19. The method according to claim 18, wherein the biomarkers comprise PIM1 and CISH.

20. The method according to claim 18, wherein the biomarkers comprise PIM1, CISH, SOCS2, and ID1.

21. The method of claim 18, wherein the biomarkers comprise PIM1, CISH, SOCS2, I D1, LCN2, and EPOR.

22. The method of claim 18, wherein the Biomarkers comprise PIM 1, CISH, SOCS2, ID 1, LCN2, EPOR, and EGR1.

23. A method of selecting a subject having a malignant hematologic tumor for treatment with a JAK / STAT inhibitor, the method comprising: selectively administering a JAK / STAT inhibitor to a selected patient, wherein it has been determined that a sample of the selected patient has an increased level of mRNA expression of two or more biomarkers listed in Table 1.

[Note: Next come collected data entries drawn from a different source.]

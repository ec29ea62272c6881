//! The define table and the adapter-derived platform defines.

use std::collections::BTreeSet;

/// Ordered set of `#define NAME VALUE` lines, prepended verbatim to every source
/// before expansion.
///
/// Entries are compared as whole strings: inserting the same line twice is a no-op,
/// but `FOO 1` and `FOO 2` are distinct entries and both end up in the block.
/// The later one in table order wins during expansion.
#[derive(Clone, Debug, Default, PartialEq, Eq)]
pub struct DefineTable {
    entries: BTreeSet<String>,
}

impl DefineTable {
    pub fn new() -> Self {
        Self::default()
    }

    /// Returns `false` if this exact definition was already present.
    pub fn insert(&mut self, name: &str, value: &str) -> bool {
        self.entries.insert(format!("#define {} {}", name, value))
    }

    /// Remove the first definition (in table order) of the macro `name`.
    pub fn remove(&mut self, name: &str) -> bool {
        let found = self
            .entries
            .iter()
            .find(|entry| define_name(entry) == Some(name))
            .cloned();

        match found {
            Some(entry) => self.entries.remove(&entry),
            None => false,
        }
    }

    pub fn contains_name(&self, name: &str) -> bool {
        self.entries
            .iter()
            .any(|entry| define_name(entry) == Some(name))
    }

    pub fn iter(&self) -> impl Iterator<Item = &str> {
        self.entries.iter().map(String::as_str)
    }

    pub fn len(&self) -> usize {
        self.entries.len()
    }

    pub fn is_empty(&self) -> bool {
        self.entries.is_empty()
    }

    /// One definition per line, each terminated by a newline.
    pub fn to_text(&self) -> String {
        let mut out = String::new();
        for entry in &self.entries {
            out.push_str(entry);
            out.push('\n');
        }
        out
    }
}

/// Macro name of a `#define` line; stops at the parameter list or the first space.
fn define_name(entry: &str) -> Option<&str> {
    let rest = entry.strip_prefix("#define")?.trim_start();
    let end = rest
        .find(|c: char| !(c.is_alphanumeric() || c == '_'))
        .unwrap_or(rest.len());
    Some(&rest[..end]).filter(|name| !name.is_empty())
}

/// `WGPUAdapterType` numbering from the WebGPU C API.
#[derive(Clone, Copy, Debug, PartialEq, Eq, Hash)]
#[cfg_attr(feature = "serde", derive(serde::Serialize, serde::Deserialize))]
pub enum AdapterType {
    DiscreteGpu = 1,
    IntegratedGpu = 2,
    Cpu = 3,
    Unknown = 4,
}

/// `WGPUBackendType` numbering from the WebGPU C API.
#[derive(Clone, Copy, Debug, PartialEq, Eq, Hash)]
#[cfg_attr(feature = "serde", derive(serde::Serialize, serde::Deserialize))]
pub enum BackendType {
    Undefined = 0,
    Null = 1,
    WebGpu = 2,
    D3D11 = 3,
    D3D12 = 4,
    Metal = 5,
    Vulkan = 6,
    OpenGl = 7,
    OpenGlEs = 8,
}

/// Light kinds shader code can branch on.
#[derive(Clone, Copy, Debug, PartialEq, Eq, Hash)]
#[cfg_attr(feature = "serde", derive(serde::Serialize, serde::Deserialize))]
pub enum LightType {
    Directional = 0,
    Point = 1,
    Spot = 2,
}

/// Identifying facts about the GPU adapter a shader is compiled for.
#[derive(Clone, Debug, PartialEq, Eq)]
#[cfg_attr(feature = "serde", derive(serde::Serialize, serde::Deserialize))]
pub struct AdapterInfo {
    pub vendor: String,
    pub vendor_id: u32,
    pub architecture: String,
    pub device: String,
    pub device_id: u32,
    pub description: String,
    pub adapter_type: AdapterType,
    pub backend_type: BackendType,
}

/// Anything that can describe an adapter: a plain [`AdapterInfo`], or with the
/// `wgpu` feature, a `wgpu::Adapter`.
pub trait AdapterInfoSource {
    fn adapter_info(&self) -> AdapterInfo;
}

impl AdapterInfoSource for AdapterInfo {
    fn adapter_info(&self) -> AdapterInfo {
        self.clone()
    }
}

/// Name/value pairs injected by `initialize_platform_defines`.
pub fn platform_defines(info: &AdapterInfo) -> Vec<(&'static str, String)> {
    let mut defines = vec![
        ("WGPU_VENDOR", quote(&info.vendor)),
        ("WGPU_VENDOR_ID", info.vendor_id.to_string()),
        ("WGPU_ARCHITECTURE", quote(&info.architecture)),
        ("WGPU_DEVICE", quote(&info.device)),
        ("WGPU_DEVICE_ID", info.device_id.to_string()),
        ("WGPU_DESCRIPTION", quote(&info.description)),
        ("WGPU_ADAPTER_TYPE", (info.adapter_type as u32).to_string()),
        ("WGPU_BACKEND_TYPE", (info.backend_type as u32).to_string()),
    ];

    let constants: [(&'static str, u32); 13] = [
        ("WGPU_ADAPTER_TYPE_DISCRETE_GPU", AdapterType::DiscreteGpu as u32),
        ("WGPU_ADAPTER_TYPE_INTEGRATED_GPU", AdapterType::IntegratedGpu as u32),
        ("WGPU_ADAPTER_TYPE_CPU", AdapterType::Cpu as u32),
        ("WGPU_BACKEND_TYPE_WEBGPU", BackendType::WebGpu as u32),
        ("WGPU_BACKEND_TYPE_D3D11", BackendType::D3D11 as u32),
        ("WGPU_BACKEND_TYPE_D3D12", BackendType::D3D12 as u32),
        ("WGPU_BACKEND_TYPE_METAL", BackendType::Metal as u32),
        ("WGPU_BACKEND_TYPE_VULKAN", BackendType::Vulkan as u32),
        ("WGPU_BACKEND_TYPE_OPENGL", BackendType::OpenGl as u32),
        ("WGPU_BACKEND_TYPE_OPENGLES", BackendType::OpenGlEs as u32),
        ("WAYLIB_LIGHT_TYPE_DIRECTIONAL", LightType::Directional as u32),
        ("WAYLIB_LIGHT_TYPE_POINT", LightType::Point as u32),
        ("WAYLIB_LIGHT_TYPE_SPOT", LightType::Spot as u32),
    ];

    defines.extend(
        constants
            .iter()
            .map(|&(name, value)| (name, value.to_string())),
    );
    defines
}

fn quote(s: &str) -> String {
    let mut out = String::with_capacity(s.len() + 2);
    out.push('"');
    for c in s.chars() {
        if c == '"' || c == '\\' {
            out.push('\\');
        }
        out.push(c);
    }
    out.push('"');
    out
}

#[cfg(feature = "wgpu")]
mod wgpu_support {
    use super::{AdapterInfo, AdapterInfoSource, AdapterType, BackendType};

    fn vendor_name(vendor_id: u32) -> &'static str {
        match vendor_id {
            0x1002 => "amd",
            0x10de => "nvidia",
            0x8086 => "intel",
            0x106b => "apple",
            0x13b5 => "arm",
            0x5143 => "qualcomm",
            0x1010 => "imagination",
            _ => "",
        }
    }

    fn adapter_type(device_type: wgpu::DeviceType) -> AdapterType {
        match device_type {
            wgpu::DeviceType::DiscreteGpu => AdapterType::DiscreteGpu,
            wgpu::DeviceType::IntegratedGpu => AdapterType::IntegratedGpu,
            wgpu::DeviceType::Cpu => AdapterType::Cpu,
            _ => AdapterType::Unknown,
        }
    }

    fn backend_type(backend: wgpu::Backend) -> BackendType {
        match backend {
            wgpu::Backend::Vulkan => BackendType::Vulkan,
            wgpu::Backend::Metal => BackendType::Metal,
            wgpu::Backend::Dx12 => BackendType::D3D12,
            wgpu::Backend::Gl => BackendType::OpenGlEs,
            wgpu::Backend::BrowserWebGpu => BackendType::WebGpu,
            _ => BackendType::Null,
        }
    }

    /// The fields of `wgpu::AdapterInfo` that carry over, taken one by one.
    fn from_parts(
        name: &str,
        vendor_id: u32,
        device_id: u32,
        device_type: wgpu::DeviceType,
        driver: &str,
        driver_info: &str,
        backend: wgpu::Backend,
    ) -> AdapterInfo {
        AdapterInfo {
            vendor: vendor_name(vendor_id).to_owned(),
            vendor_id,
            architecture: String::new(),
            device: name.to_owned(),
            device_id,
            description: format!("{} {}", driver, driver_info).trim().to_owned(),
            adapter_type: adapter_type(device_type),
            backend_type: backend_type(backend),
        }
    }

    impl From<&wgpu::AdapterInfo> for AdapterInfo {
        fn from(info: &wgpu::AdapterInfo) -> Self {
            from_parts(
                &info.name,
                info.vendor,
                info.device,
                info.device_type,
                &info.driver,
                &info.driver_info,
                info.backend,
            )
        }
    }

    impl AdapterInfoSource for wgpu::AdapterInfo {
        fn adapter_info(&self) -> AdapterInfo {
            AdapterInfo::from(self)
        }
    }

    impl AdapterInfoSource for wgpu::Adapter {
        fn adapter_info(&self) -> AdapterInfo {
            AdapterInfo::from(&self.get_info())
        }
    }

    #[cfg(test)]
    mod tests {
        use super::*;

        #[test]
        fn discrete_vulkan_adapter() {
            let info = from_parts(
                "GeForce RTX 4070",
                0x10de,
                0x2786,
                wgpu::DeviceType::DiscreteGpu,
                "NVIDIA",
                "550.54",
                wgpu::Backend::Vulkan,
            );

            assert_eq!(
                info,
                AdapterInfo {
                    vendor: "nvidia".to_owned(),
                    vendor_id: 0x10de,
                    architecture: String::new(),
                    device: "GeForce RTX 4070".to_owned(),
                    device_id: 0x2786,
                    description: "NVIDIA 550.54".to_owned(),
                    adapter_type: AdapterType::DiscreteGpu,
                    backend_type: BackendType::Vulkan,
                }
            );
        }

        #[test]
        fn gl_and_unknown_devices() {
            let info = from_parts(
                "llvmpipe",
                0xffff,
                0,
                wgpu::DeviceType::Other,
                "",
                "",
                wgpu::Backend::Gl,
            );

            assert_eq!(info.vendor, "");
            assert_eq!(info.description, "");
            assert_eq!(info.adapter_type, AdapterType::Unknown);
            assert_eq!(info.backend_type, BackendType::OpenGlEs);
        }

        #[test]
        fn type_mapping() {
            assert_eq!(adapter_type(wgpu::DeviceType::IntegratedGpu), AdapterType::IntegratedGpu);
            assert_eq!(adapter_type(wgpu::DeviceType::Cpu), AdapterType::Cpu);
            assert_eq!(adapter_type(wgpu::DeviceType::VirtualGpu), AdapterType::Unknown);

            assert_eq!(backend_type(wgpu::Backend::Metal), BackendType::Metal);
            assert_eq!(backend_type(wgpu::Backend::Dx12), BackendType::D3D12);
            assert_eq!(backend_type(wgpu::Backend::BrowserWebGpu), BackendType::WebGpu);
            assert_eq!(backend_type(wgpu::Backend::Noop), BackendType::Null);
        }
    }
}

#[cfg(test)]
mod tests {
    use super::*;

    #[test]
    fn set_semantics() {
        let mut table = DefineTable::new();
        assert!(table.insert("FOO", "1"));
        assert!(!table.insert("FOO", "1"));
        assert_eq!(table.iter().collect::<Vec<_>>(), vec!["#define FOO 1"]);

        assert!(table.insert("FOO", "2"));
        assert_eq!(
            table.iter().collect::<Vec<_>>(),
            vec!["#define FOO 1", "#define FOO 2"]
        );
        assert_eq!(table.to_text(), "#define FOO 1\n#define FOO 2\n");
    }

    #[test]
    fn remove_matches_names_exactly() {
        let mut table = DefineTable::new();
        table.insert("FOO_BAR", "1");
        table.insert("FOO", "2");
        table.insert("MAX(a, b)", "((a) > (b) ? (a) : (b))");

        assert!(table.remove("FOO"));
        assert!(table.contains_name("FOO_BAR"));
        assert!(!table.contains_name("FOO"));
        assert!(!table.remove("FOO"));
        assert!(!table.remove("BAR"));

        assert!(table.contains_name("MAX"));
        assert!(table.remove("MAX"));
        assert_eq!(table.len(), 1);
    }

    #[test]
    fn platform_define_values() {
        let info = AdapterInfo {
            vendor: "nvidia".to_owned(),
            vendor_id: 0x10de,
            architecture: "ampere".to_owned(),
            device: "Say \"cheese\"".to_owned(),
            device_id: 42,
            description: String::new(),
            adapter_type: AdapterType::DiscreteGpu,
            backend_type: BackendType::Vulkan,
        };

        let defines = platform_defines(&info);
        let get = |name: &str| {
            defines
                .iter()
                .find(|(n, _)| *n == name)
                .map(|(_, v)| v.as_str())
        };

        assert_eq!(get("WGPU_VENDOR"), Some("\"nvidia\""));
        assert_eq!(get("WGPU_VENDOR_ID"), Some("4318"));
        assert_eq!(get("WGPU_DEVICE"), Some("\"Say \\\"cheese\\\"\""));
        assert_eq!(get("WGPU_DESCRIPTION"), Some("\"\""));
        assert_eq!(get("WGPU_ADAPTER_TYPE"), Some("1"));
        assert_eq!(get("WGPU_BACKEND_TYPE"), Some("6"));
        assert_eq!(get("WGPU_BACKEND_TYPE_VULKAN"), Some("6"));
        assert_eq!(get("WGPU_ADAPTER_TYPE_CPU"), Some("3"));
        assert_eq!(get("WAYLIB_LIGHT_TYPE_SPOT"), Some("2"));
    }
}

24. A method to determine if a therapeutic dose of (R) -3-cyclopentyl-3- [4- (7H-pyrrolo- [2,3-d] -pinmidin-4-yl) -1H-pyrazole-1 is administered -yl] -propanonitrile, or a pharmaceutically acceptable salt thereof, to a subject suffering from a malignant hematological tumor, which comprises determining the level of mRNA expression of at least two or more biomarkers listed in the Table 1 in a biological sample derived from the subject, and wherein a decrease in mRNA expression after administration of (R) -3-cyclopentyl-3- [4- (7H-pyrrolo- [2,3-d] - pyrimidin-4-i I) -1H-pyrazole-1 -M] -propanonetrile, or a pharmaceutically acceptable salt thereof, of at least one or more biomarkers listed in Table 1 in the biological sample, is predictive that a therapeutic dose of (R) -3-cyclopentyl-3- [4- (7H-pyrrolo- [2,3-d] -pyrimidin-4-yl) -1 H-pyrazole-1 - has been administered il] -pro pan onitri lo, or a pharmaceutically acceptable salt thereof.

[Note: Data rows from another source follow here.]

//! Integer evaluation of `#if` / `#elif` conditions.
//!
//! Operands arrive already macro-expanded, with `defined` resolved to `0`/`1`.
//! Identifiers that survive expansion evaluate to `0`, as in C.

use crate::error::{SyntaxErrorKind, SyntaxFault};
use crate::scanner::{Token, TokenKind};

pub fn evaluate(tokens: &[Token], line: u32) -> Result<i64, SyntaxFault> {
    let tokens: Vec<&Token> = tokens
        .iter()
        .filter(|t| !t.is_trivia() && t.kind != TokenKind::Newline)
        .collect();

    if tokens.is_empty() {
        return Err(SyntaxFault::new(SyntaxErrorKind::InvalidExpression, line));
    }

    let mut parser = Parser {
        tokens,
        pos: 0,
        line,
        evaluating: true,
    };
    let value = parser.conditional()?;

    if parser.pos != parser.tokens.len() {
        return Err(parser.fault(SyntaxErrorKind::UnexpectedToken));
    }

    Ok(value)
}

fn binary_precedence(op: &str) -> Option<u8> {
    Some(match op {
        "||" => 1,
        "&&" => 2,
        "|" => 3,
        "^" => 4,
        "&" => 5,
        "==" | "!=" => 6,
        "<" | ">" | "<=" | ">=" => 7,
        "<<" | ">>" => 8,
        "+" | "-" => 9,
        "*" | "/" | "%" => 10,
        _ => return None,
    })
}

struct Parser<'t> {
    tokens: Vec<&'t Token>,
    pos: usize,
    line: u32,

    /// Cleared while parsing an operand that short-circuiting discards, so its
    /// arithmetic errors are not raised
    evaluating: bool,
}

impl<'t> Parser<'t> {
    fn fault(&self, kind: SyntaxErrorKind) -> SyntaxFault {
        SyntaxFault::new(kind, self.line)
    }

    fn peek(&self) -> Option<&'t Token> {
        self.tokens.get(self.pos).copied()
    }

    fn eat_punct(&mut self, punct: &str) -> bool {
        if self.peek().map_or(false, |t| t.is_punct(punct)) {
            self.pos += 1;
            true
        } else {
            false
        }
    }

    fn expect_punct(&mut self, punct: &str) -> Result<(), SyntaxFault> {
        if self.eat_punct(punct) {
            Ok(())
        } else {
            Err(self.fault(SyntaxErrorKind::InvalidExpression))
        }
    }

    fn conditional(&mut self) -> Result<i64, SyntaxFault> {
        let condition = self.binary(1)?;
        if !self.eat_punct("?") {
            return Ok(condition);
        }

        let if_true = self.unevaluated_unless(condition != 0, Self::conditional)?;
        self.expect_punct(":")?;
        let if_false = self.unevaluated_unless(condition == 0, Self::conditional)?;

        Ok(if condition != 0 { if_true } else { if_false })
    }

    /// Parse with `parse`, suppressing evaluation errors unless `live`.
    fn unevaluated_unless(
        &mut self,
        live: bool,
        parse: impl FnOnce(&mut Self) -> Result<i64, SyntaxFault>,
    ) -> Result<i64, SyntaxFault> {
        let outer = self.evaluating;
        self.evaluating = outer && live;
        let value = parse(self);
        self.evaluating = outer;
        value
    }

    fn binary(&mut self, min_precedence: u8) -> Result<i64, SyntaxFault> {
        let mut lhs = self.unary()?;

        while let Some(op) = self.peek().filter(|t| t.kind == TokenKind::Punct) {
            let precedence = match binary_precedence(&op.text) {
                Some(p) if p >= min_precedence => p,
                _ => break,
            };
            self.pos += 1;

            let live = match op.text.as_str() {
                "&&" => lhs != 0,
                "||" => lhs == 0,
                _ => true,
            };
            let rhs = self.unevaluated_unless(live, |p| p.binary(precedence + 1))?;
            lhs = self.apply(&op.text, lhs, rhs)?;
        }

        Ok(lhs)
    }

    fn apply(&self, op: &str, lhs: i64, rhs: i64) -> Result<i64, SyntaxFault> {
        Ok(match op {
            "||" => ((lhs != 0) || (rhs != 0)) as i64,
            "&&" => ((lhs != 0) && (rhs != 0)) as i64,
            "|" => lhs | rhs,
            "^" => lhs ^ rhs,
            "&" => lhs & rhs,
            "==" => (lhs == rhs) as i64,
            "!=" => (lhs != rhs) as i64,
            "<" => (lhs < rhs) as i64,
            ">" => (lhs > rhs) as i64,
            "<=" => (lhs <= rhs) as i64,
            ">=" => (lhs >= rhs) as i64,
            "<<" => lhs.wrapping_shl(rhs as u32),
            ">>" => lhs.wrapping_shr(rhs as u32),
            "+" => lhs.wrapping_add(rhs),
            "-" => lhs.wrapping_sub(rhs),
            "*" => lhs.wrapping_mul(rhs),
            "/" | "%" if rhs == 0 && !self.evaluating => 0,
            "/" | "%" if rhs == 0 => return Err(self.fault(SyntaxErrorKind::DivisionByZero)),
            "/" => lhs.wrapping_div(rhs),
            "%" => lhs.wrapping_rem(rhs),
            _ => return Err(self.fault(SyntaxErrorKind::InvalidExpression)),
        })
    }

    fn unary(&mut self) -> Result<i64, SyntaxFault> {
        if self.eat_punct("!") {
            Ok((self.unary()? == 0) as i64)
        } else if self.eat_punct("~") {
            Ok(!self.unary()?)
        } else if self.eat_punct("-") {
            Ok(self.unary()?.wrapping_neg())
        } else if self.eat_punct("+") {
            self.unary()
        } else {
            self.primary()
        }
    }

    fn primary(&mut self) -> Result<i64, SyntaxFault> {
        let token = self
            .peek()
            .ok_or_else(|| self.fault(SyntaxErrorKind::InvalidExpression))?;
        self.pos += 1;

        match token.kind {
            TokenKind::Number => {
                parse_integer(&token.text).ok_or_else(|| self.fault(SyntaxErrorKind::InvalidExpression))
            }
            TokenKind::Literal if token.text.starts_with('\'') => parse_char(&token.text)
                .ok_or_else(|| self.fault(SyntaxErrorKind::InvalidExpression)),
            TokenKind::Ident => Ok((token.text == "true") as i64),
            TokenKind::Punct if token.text == "(" => {
                let value = self.conditional()?;
                self.expect_punct(")")?;
                Ok(value)
            }
            _ => Err(self.fault(SyntaxErrorKind::InvalidExpression)),
        }
    }
}

fn parse_integer(text: &str) -> Option<i64> {
    let digits = text.trim_end_matches(|c| matches!(c, 'u' | 'U' | 'l' | 'L'));

    let (digits, radix) = if let Some(hex) = digits
        .strip_prefix("0x")
        .or_else(|| digits.strip_prefix("0X"))
    {
        (hex, 16)
    } else if digits.len() > 1 && digits.starts_with('0') {
        (&digits[1..], 8)
    } else {
        (digits, 10)
    };

    u64::from_str_radix(digits, radix).ok().map(|v| v as i64)
}

fn parse_char(text: &str) -> Option<i64> {
    let inner = text.strip_prefix('\'')?.strip_suffix('\'')?;
    let mut chars = inner.chars();

    let value = match chars.next()? {
        '\\' => match chars.next()? {
            'n' => '\n',
            't' => '\t',
            'r' => '\r',
            '0' => '\0',
            c => c,
        },
        c => c,
    };

    if chars.next().is_some() {
        return None;
    }

    Some(value as i64)
}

25. The method of any of the preceding claims, wherein the JAK / STAT inhibitor is (R) -3-cyclopentyl-3- [4- (7H-pyrrolo- [2,3-d] -pyrimidin-4-yl) ) -1 H-pyrazol-1-yl] -propanonitrile, or a pharmaceutically acceptable salt thereof.

26. A kit comprising a plurality of agents for determining the level of two or more biomarkers listed in Table 1 in a sample, and instructions for their use.

27. A method to produce a transmissible form of information to predict a patient's ability to respond to a JAK / STAT inhibitor, which comprises: a) determining the increased likelihood that the patient will respond to treatment with the JAK / STAT inhibitor based on an increased level of expression of two or more biomarkers in Table 1; Y b) record the result of the determination stage in a tangible or intangible medium for use in the transmission.